Pillows had tumbled to the side. The air swirled around her, full of the scents of the garden. It stirred beneath the low, white ceiling, and suddenly, as if the wind had changed its direction, there came the song of the sea, the full great sea, relentless, the deceptive song of water, water gurgling in the waterfall that seems to be talking to you when it is saying nothing, has no syllables, and water pounding the beach as if to say I am coming, I am coming. But there was no I.

"If I could die now, I would do it," she said. "But there are things you have to know."

I drifted, I dreamed. I felt my fatigue. I shook myself awake. Did I have my body still? I feared sleep. Yet I felt the need of it, the assembled body needed it, as it needed water. I sat up.

"Don't talk of dying," I said. "It's going to happen soon enough." I turned and looked down at her.
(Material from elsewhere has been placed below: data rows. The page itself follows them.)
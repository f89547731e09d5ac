//! HTTP server lifecycle.
//!
//! [`start_server`] binds a TCP port and serves the router until `Ctrl-C`.

use std::net::SocketAddr;

use hatchery_genai::CreatureGenerator;
use hatchery_store::CreatureStore;
use tokio::net::TcpListener;
use tracing::{info, warn};

use crate::handlers::SharedController;
use crate::router::build_router;

/// Where the server listens.
#[derive(Debug, Clone)]
pub struct ServerConfig {
    /// Host address to bind to (e.g. `127.0.0.1`).
    pub host: String,
    /// TCP port to listen on.
    pub port: u16,
}

impl Default for ServerConfig {
    fn default() -> Self {
        Self {
            host: String::from("127.0.0.1"),
            port: 8080,
        }
    }
}

/// Serve the API until `Ctrl-C`, then drain in-flight requests.
///
/// # Errors
///
/// Returns an error if the address is invalid, the listener cannot bind,
/// or serving fails with an I/O error.
pub async fn start_server<S: CreatureStore, G: CreatureGenerator>(
    config: &ServerConfig,
    controller: SharedController<S, G>,
) -> Result<(), ServerError> {
    let addr: SocketAddr = format!("{}:{}", config.host, config.port)
        .parse()
        .map_err(|e| ServerError::Bind(format!("invalid address: {e}")))?;

    let router = build_router(controller);

    let listener = TcpListener::bind(addr)
        .await
        .map_err(|e| ServerError::Bind(format!("bind failed on {addr}: {e}")))?;

    info!(%addr, "hatchery server listening");

    axum::serve(listener, router)
        .with_graceful_shutdown(shutdown_signal())
        .await
        .map_err(|e| ServerError::Serve(format!("serve error: {e}")))?;

    info!("hatchery server stopped");
    Ok(())
}

async fn shutdown_signal() {
    match tokio::signal::ctrl_c().await {
        Ok(()) => info!("shutdown requested"),
        Err(e) => {
            warn!(error = %e, "cannot listen for Ctrl-C, serving until killed");
            core::future::pending::<()>().await;
        }
    }
}

/// Errors that can occur when starting or running the server.
#[derive(Debug, thiserror::Error)]
pub enum ServerError {
    /// Failed to bind to the network address.
    #[error("bind error: {0}")]
    Bind(String),

    /// The server hit a fatal error while serving.
    #[error("serve error: {0}")]
    Serve(String),
}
She looked composed, intelligent, all mind with angular collected limbs, quite incapable of the passion we'd just shared. I blurted out:

"I have no power to cure, not a disease this far advanced."

"Have I asked you?"

"You must want to know, you must wonder."

"I'll tell you why I didn't ask," she said, reaching up and playfully tugging at the hair on my chest. "I knew if you had the power, you would have helped me the moment you had the chance."

"You're right, you're absolutely right."

She closed her eyes, and tightened her lids. It was pain.

"What can I do?" I said.

"Nothing. I want these drugs to wear off. I want to die on my own."

"I'm ready to bring you anything I can," I said. I was shaken to the bone by the sight of her suffering, but it seemed to melt, and her face was waxen again and perfect.

"You talked about Esther, you said that you wanted to know-"

"Yes, why do you think your husband killed her?"

"I don't know! That's just it. They quarreled but I don't know. I can't believe it was on account of the family. Esther and Gregory fought all the time. It was normal. I don't know."

"Tell me everything you remember about Esther and Gregory and this diamond necklace. You said she discovered his brother Nathan when she bought the necklace."

"She met Nathan in the diamond district. She could see his resemblance to Gregory and when she mentioned it, he confessed he was Gregory's identical twin."

"Ah, identical."

"But what could it all mean? He told her he was Gregory's twin. He told her to give Gregory his love. She was amazed. She liked him. She met the other Hasidim who work in the store with him. She liked good wishes. Gregory began to cry with relief. Gregory can cry on cue, and on camera. He went into how his people had cast him out. The Temple was everything to him, his meaning, his life.